Development as a cricketer
Henry Grace founded Mangotsfield Cricket Club in 1845 to represent several neighbouring villages including Downend. In 1846, this club merged with the West Gloucestershire Cricket Club whose name was adopted until 1867. It has been said that the Grace family ran the West Gloucestershire "almost as a private club". Henry Grace managed to organise matches against Lansdown Cricket Club in Bath, which was the premier West Country club. West Gloucestershire fared poorly in these games and, sometime in the 1850s, Henry and Alfred Pocock decided to join Lansdown, although they continued to run the West Gloucestershire and this remained their primary club.

Alfred Pocock was especially instrumental in coaching the Grace brothers and spent long hours with them on the practice pitch at Downend. E. M., who was seven years older than W. G., had always played with a full size bat and so developed a tendency, that he never lost, to hit across the line, the bat being too big for him to "play straight". Pocock recognised this problem and determined that W. G. and his youngest brother Fred should not follow suit. He therefore fashioned smaller bats for them, to suit their sizes, and they were taught to play straight and "learn defence, with the left shoulder well forward", before attempting to hit.

Grace recorded in his Reminiscences that he saw his first great cricket match in 1854 when he was barely six years old, the occasion being a game between William Clarke's All-England Eleven (the AEE) and twenty-two of West Gloucestershire. He says he himself played for the West Gloucestershire club as early as 1857, when he was nine years old, and had 11 innings in 1859. The earliest match in CricketArchive which involved Grace was in 1859, only a few days after his eleventh birthday, when he played for Clifton Cricket Club against the South Wales Cricket Club at Durdham Down, his team winning by 114 runs. Several members of the Grace family, including his elder brother E. M., were involved in the match. Grace batted at number 11 and scored 0 and 0 not out. The first time he made a substantial score was in July 1860 when he scored 51 for West Gloucestershire against Clifton; he wrote that none of his great innings gave him more pleasure. It was through E. M. that the family name first became famous. His mother, Martha, wrote the following in a letter to William Clarke's successor George Parr in 1860 or 1861:

I am writing to ask you to consider the inclusion of my son, E. M. Grace – a splendid hitter and most excellent catch – in your England XI. I am sure he would play very well and do the team much credit. It may interest you to learn that I have another son, now twelve years of age, who will in time be a much better player than his brother because his back stroke is sounder, and he always plays with a straight bat.

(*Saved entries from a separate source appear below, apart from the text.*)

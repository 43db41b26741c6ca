//! Metrics sink boundary.
//!
//! Engine logic MUST NOT touch counter state directly; all instrumentation
//! flows through [`MetricsEvent`] and [`record`]. Tests install a scoped
//! sink override to observe events without reading global state.

use std::{cell::RefCell, collections::BTreeMap, rc::Rc};

thread_local! {
    static STATE: RefCell<MetricsState> = RefCell::new(MetricsState::default());
    static SINK_OVERRIDES: RefCell<Vec<Rc<dyn MetricsSink>>> = const { RefCell::new(Vec::new()) };
}

///
/// MetricsEvent
///

#[derive(Clone, Copy, Debug)]
pub enum MetricsEvent<'a> {
    IndexDelta {
        index: &'a str,
        inserts: u64,
        removes: u64,
    },
    UniqueViolation {
        index: &'a str,
    },
    RowsScanned {
        rows: u64,
    },
    JoinRowsEmitted {
        rows: u64,
    },
    IntervalStab,
    IntervalSearch,
}

///
/// MetricsSink
///

pub trait MetricsSink {
    fn record(&self, event: MetricsEvent<'_>);
}

///
/// OpsCounters
///

#[derive(Clone, Debug, Default, Eq, PartialEq)]
pub struct OpsCounters {
    pub index_inserts: u64,
    pub index_removes: u64,
    pub unique_violations: u64,
    pub rows_scanned: u64,
    pub join_rows_emitted: u64,
    pub interval_stabs: u64,
    pub interval_searches: u64,
}

///
/// IndexCounters
///

#[derive(Clone, Debug, Default, Eq, PartialEq)]
pub struct IndexCounters {
    pub inserts: u64,
    pub removes: u64,
    pub unique_violations: u64,
}

///
/// MetricsState
///

#[derive(Clone, Debug, Default)]
pub struct MetricsState {
    pub ops: OpsCounters,
    pub indices: BTreeMap<String, IndexCounters>,
}

/// GlobalMetricsSink
/// Default process-local sink that writes into thread-local counter state.

struct GlobalMetricsSink;

impl MetricsSink for GlobalMetricsSink {
    fn record(&self, event: MetricsEvent<'_>) {
        STATE.with_borrow_mut(|state| match event {
            MetricsEvent::IndexDelta {
                index,
                inserts,
                removes,
            } => {
                state.ops.index_inserts = state.ops.index_inserts.saturating_add(inserts);
                state.ops.index_removes = state.ops.index_removes.saturating_add(removes);
                let entry = state.indices.entry(index.to_string()).or_default();
                entry.inserts = entry.inserts.saturating_add(inserts);
                entry.removes = entry.removes.saturating_add(removes);
            }

            MetricsEvent::UniqueViolation { index } => {
                state.ops.unique_violations = state.ops.unique_violations.saturating_add(1);
                let entry = state.indices.entry(index.to_string()).or_default();
                entry.unique_violations = entry.unique_violations.saturating_add(1);
            }

            MetricsEvent::RowsScanned { rows } => {
                state.ops.rows_scanned = state.ops.rows_scanned.saturating_add(rows);
            }

            MetricsEvent::JoinRowsEmitted { rows } => {
                state.ops.join_rows_emitted = state.ops.join_rows_emitted.saturating_add(rows);
            }

            MetricsEvent::IntervalStab => {
                state.ops.interval_stabs = state.ops.interval_stabs.saturating_add(1);
            }

            MetricsEvent::IntervalSearch => {
                state.ops.interval_searches = state.ops.interval_searches.saturating_add(1);
            }
        });
    }
}

/// Route one event to the innermost scoped sink, or the global counters.
pub(crate) fn record(event: MetricsEvent<'_>) {
    let sink = SINK_OVERRIDES.with_borrow(|stack| stack.last().cloned());
    match sink {
        Some(sink) => sink.record(event),
        None => GlobalMetricsSink.record(event),
    }
}

/// Snapshot the current counter state.
#[must_use]
pub fn report() -> MetricsState {
    STATE.with_borrow(Clone::clone)
}

/// Reset all counters.
pub fn reset_all() {
    STATE.with_borrow_mut(|state| *state = MetricsState::default());
}

/// Run a closure with a temporary metrics sink override.
///
/// Overrides nest; the previous sink is restored on all exits, including
/// unwind.
pub fn with_metrics_sink<T>(sink: Rc<dyn MetricsSink>, f: impl FnOnce() -> T) -> T {
    struct Guard;

    impl Drop for Guard {
        fn drop(&mut self) {
            SINK_OVERRIDES.with_borrow_mut(|stack| {
                stack.pop();
            });
        }
    }

    SINK_OVERRIDES.with_borrow_mut(|stack| stack.push(sink));
    let _guard = Guard;

    f()
}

Grace was just short of his thirteenth birthday when, on 5 July 1861, he made his debut for Lansdown and played two matches that month. E. M. had made his debut in 1857, aged sixteen. In August 1862, aged 14, Grace played for West Gloucestershire against a Devonshire team. A year later, following his bout of pneumonia which had left him bed-ridden for several weeks, he scored 52 not out and took 5 wickets against a Somerset XI. Soon afterwards, he was one of four family members who played for Bristol and Didcot XVIII against the All-England Eleven. He bowled well and scored 32 off the bowling of John Jackson, George Tarrant and Cris Tinley. E. M. took ten wickets in the match, which Bristol and Didcot won by an innings, and as a result E. M. was invited to tour Australia a few months later with George Parr's England team.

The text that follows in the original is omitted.